Apesar de terem visões de vida diferentes, a atriz acredita que Cinara e a avó podem se reaproximar, ao ressaltar o amor que ambas sentem uma pela outra. "É família, elas se amam. Mas mesmo assim elas têm esses embatezinhos. Mas sempre há chance de se reaproximar quando há amor".
Toda essa complexidade da personagem é celebrada por Ramille. "A Cinara é uma personagem com muita profundidade. E eu sou uma atriz que gosto muito de construir camadas, é uma delícia. Estou completamente apaixonada por fazer uma personagem com um traço de vilania. Estou amando, me divertindo muito", ressalta.
O sotaque goiano foi outro desafio para a carioca, já que a história se passa na cidade fictícia Bom Retorno, em Goiás. "Fiquei preocupada e vidrada em fazer um sotaque bom, que os goianos se sentissem representados. Antes de saber se eu tinha passado ou não para a Cinara, junto com a minha preparadora Ana Carter, começamos a estudar... Comecei a falar na minha vida com o sotaque goiano", lembra.
Carreira
Ao longo da trajetória profissional, Ramille já trabalhou na série "Encantado's" (2022) e nas novelas "Família É Tudo" (2024) e "Vale Tudo" (2025). "Eu amo a minha história. Cada trabalho foi feito com muito amor, suor e muita garra para conquistar. [...]  Amo dar vida a outras personagens diferentes, estou muito feliz e estou me divertindo muito", celebra a artista, que exalta suas origens.
"Eu tenho muito orgulho de onde eu vim, de quem eu sou. Eu ouso dizer que eu acho que todo ser humano, inclusive, tinha que fazer um estágio morando no subúrbio para entender a vida, porque o subúrbio é maravilhoso. Eu me sinto muito honrada de estar ali, sendo referência, sendo reconhecida. [...] Eu me sinto honrada, privilegiada e muito feliz", diz. 
Além de atriz, a artista é cantora. Ela conta que, no momento, está se dedicando à atuação, mas não descarta a carreira musical. "Confesso que a música é um outro amor. Depois de muito tempo entendi que eu nasci para ser atriz, eu me encontrei. Mas eu não gosto de fechar nenhuma porta, eu amo cantar e, quem sabe, eu volto. Mas eu não estou botando nenhuma pressão".
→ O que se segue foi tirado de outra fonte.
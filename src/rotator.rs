//! Round-robin selection over the configured sensor addresses.

use crate::mac_address::MacAddress;

/// Ordered, fixed list of sensor addresses with a cursor.
///
/// The cursor always points at a valid entry. The first selected device is
/// the first configured one, and [`advance`](Self::advance) wraps from the
/// last entry back to the first.
#[derive(Debug, Clone)]
pub struct DeviceRotator {
    addresses: Vec<MacAddress>,
    index: usize,
}

impl DeviceRotator {
    /// Create a rotator, or `None` when no addresses are given.
    pub fn new(addresses: Vec<MacAddress>) -> Option<Self> {
        if addresses.is_empty() {
            return None;
        }
        Some(Self {
            addresses,
            index: 0,
        })
    }

    /// Address of the device currently selected.
    pub fn current(&self) -> MacAddress {
        self.addresses[self.index]
    }

    /// Move to the next address, wrapping around at the end.
    pub fn advance(&mut self) {
        self.index = (self.index + 1) % self.addresses.len();
    }

    pub fn len(&self) -> usize {
        self.addresses.len()
    }

    /// Always false; a rotator holds at least one address.
    pub fn is_empty(&self) -> bool {
        false
    }
}

#[cfg(test)]
mod tests {
    use super::*;

    const A: MacAddress = MacAddress([0xA, 0, 0, 0, 0, 0]);
    const B: MacAddress = MacAddress([0xB, 0, 0, 0, 0, 0]);
    const C: MacAddress = MacAddress([0xC, 0, 0, 0, 0, 0]);

    #[test]
    fn test_starts_at_first_address() {
        let rotator = DeviceRotator::new(vec![A, B, C]).unwrap();
        assert_eq!(rotator.current(), A);
    }

    #[test]
    fn test_advance_cycles() {
        let mut rotator = DeviceRotator::new(vec![A, B, C]).unwrap();
        let mut visited = vec![rotator.current()];
        for _ in 0..5 {
            rotator.advance();
            visited.push(rotator.current());
        }
        assert_eq!(visited, vec![A, B, C, A, B, C]);
    }

    #[test]
    fn test_single_address_wraps_to_itself() {
        let mut rotator = DeviceRotator::new(vec![A]).unwrap();
        rotator.advance();
        assert_eq!(rotator.current(), A);
        assert_eq!(rotator.len(), 1);
    }

    #[test]
    fn test_empty_list_rejected() {
        assert!(DeviceRotator::new(vec![]).is_none());
    }
}
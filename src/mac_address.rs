//! Compact MAC address type for the polled sensors.
//!
//! Addresses are accepted either colon separated (`A4:C1:38:12:34:56`) or as
//! twelve bare hex digits (`A4C138123456`). Mixing the two forms is rejected.

use std::fmt;
use std::hash::Hash;
use std::str::FromStr;
use thiserror::Error;

/// A Bluetooth MAC address stored as a 6-byte array.
#[derive(Debug, Clone, Copy, PartialEq, Eq, Hash, Default, PartialOrd, Ord)]
pub struct MacAddress(pub [u8; 6]);

impl fmt::Display for MacAddress {
    fn fmt(&self, f: &mut fmt::Formatter<'_>) -> fmt::Result {
        write!(
            f,
            "{:02X}:{:02X}:{:02X}:{:02X}:{:02X}:{:02X}",
            self.0[0], self.0[1], self.0[2], self.0[3], self.0[4], self.0[5]
        )
    }
}

/// Errors returned when parsing a MAC address string.
#[derive(Error, Debug, PartialEq)]
pub enum ParseMacError {
    #[error("invalid MAC address: expected 6 parts, got {0}")]
    InvalidLength(usize),
    #[error("invalid MAC address: part {0} has wrong length")]
    InvalidPartLength(usize),
    #[error("invalid MAC address: '{0}' is not valid hex")]
    InvalidHex(String),
}

fn parse_part(index: usize, part: &str) -> Result<u8, ParseMacError> {
    if part.len() != 2 {
        return Err(ParseMacError::InvalidPartLength(index));
    }
    if !part.bytes().all(|b| b.is_ascii_hexdigit()) {
        return Err(ParseMacError::InvalidHex(part.to_string()));
    }
    u8::from_str_radix(part, 16).map_err(|_| ParseMacError::InvalidHex(part.to_string()))
}

impl FromStr for MacAddress {
    type Err = ParseMacError;

    fn from_str(s: &str) -> Result<Self, Self::Err> {
        let mut bytes = [0u8; 6];

        if !s.contains(':') {
            if !s.is_ascii() {
                return Err(ParseMacError::InvalidHex(s.to_string()));
            }
            if s.len() != 12 {
                // Bare form is one run of hex digits; count pairs for the message.
                return Err(ParseMacError::InvalidLength(s.len().div_ceil(2)));
            }
            for (i, byte) in bytes.iter_mut().enumerate() {
                *byte = parse_part(i, &s[i * 2..i * 2 + 2])?;
            }
            return Ok(MacAddress(bytes));
        }

        let parts: Vec<&str> = s.split(':').collect();
        if parts.len() != 6 {
            return Err(ParseMacError::InvalidLength(parts.len()));
        }
        for (i, part) in parts.iter().enumerate() {
            bytes[i] = parse_part(i, part)?;
        }

        Ok(MacAddress(bytes))
    }
}

impl From<[u8; 6]> for MacAddress {
    fn from(bytes: [u8; 6]) -> Self {
        Self(bytes)
    }
}

#[cfg(feature = "bluer")]
impl From<bluer::Address> for MacAddress {
    fn from(addr: bluer::Address) -> Self {
        Self(addr.0)
    }
}

#[cfg(feature = "bluer")]
impl From<MacAddress> for bluer::Address {
    fn from(addr: MacAddress) -> Self {
        bluer::Address(addr.0)
    }
}
//! MAC address aliasing for sensors.
//!
//! Maps addresses to human-readable names so output lines identify the room
//! rather than the radio.

use crate::config::ConfigError;
use crate::mac_address::MacAddress;
use std::collections::BTreeMap;

/// A type alias for MAC-to-name mappings.
pub type AliasMap = BTreeMap<MacAddress, String>;

/// A parsed alias mapping a MAC address to a human-readable name.
#[derive(Debug, Clone, PartialEq)]
pub struct Alias {
    pub address: MacAddress,
    pub name: String,
}

/// Parse an alias from a string in the format "MAC=NAME".
///
/// # Example
/// ```
/// use lywsd03mmc_listener::alias::parse_alias;
///
/// let alias = parse_alias("A4:C1:38:AA:BB:CC=Kitchen").unwrap();
/// assert_eq!(alias.address.to_string(), "A4:C1:38:AA:BB:CC");
/// assert_eq!(alias.name, "Kitchen");
/// ```
pub fn parse_alias(src: &str) -> Result<Alias, ConfigError> {
    let (address, name) = src
        .split_once('=')
        .ok_or_else(|| ConfigError::InvalidAlias(src.to_string()))?;
    let address = address
        .trim()
        .parse()
        .map_err(|source| ConfigError::InvalidAddress {
            address: address.to_string(),
            source,
        })?;
    Ok(Alias {
        address,
        name: name.to_string(),
    })
}

/// Convert a slice of Alias values into an AliasMap.
pub fn to_map(aliases: &[Alias]) -> AliasMap {
    aliases
        .iter()
        .map(|a| (a.address, a.name.clone()))
        .collect()
}

/// Name to display for `mac`: its alias, or the address itself.
pub fn resolve_name(mac: &MacAddress, aliases: &AliasMap) -> String {
    aliases
        .get(mac)
        .cloned()
        .unwrap_or_else(|| mac.to_string())
}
Brilhando em "Coração Acelerado", Ramille, por fim, demonstra vontade de estrear nas telonas e interpretar um papel "dramático". "Quero muito fazer cinema. Fazer um filme, uma minissérie, assim. Eu não sou muito também de ficar me programando. Vamos ver quais oportunidades vão pintar. Mas gostaria muito de pegar uma personagem com uma carga dramática bem densa. Acho que seria incrível".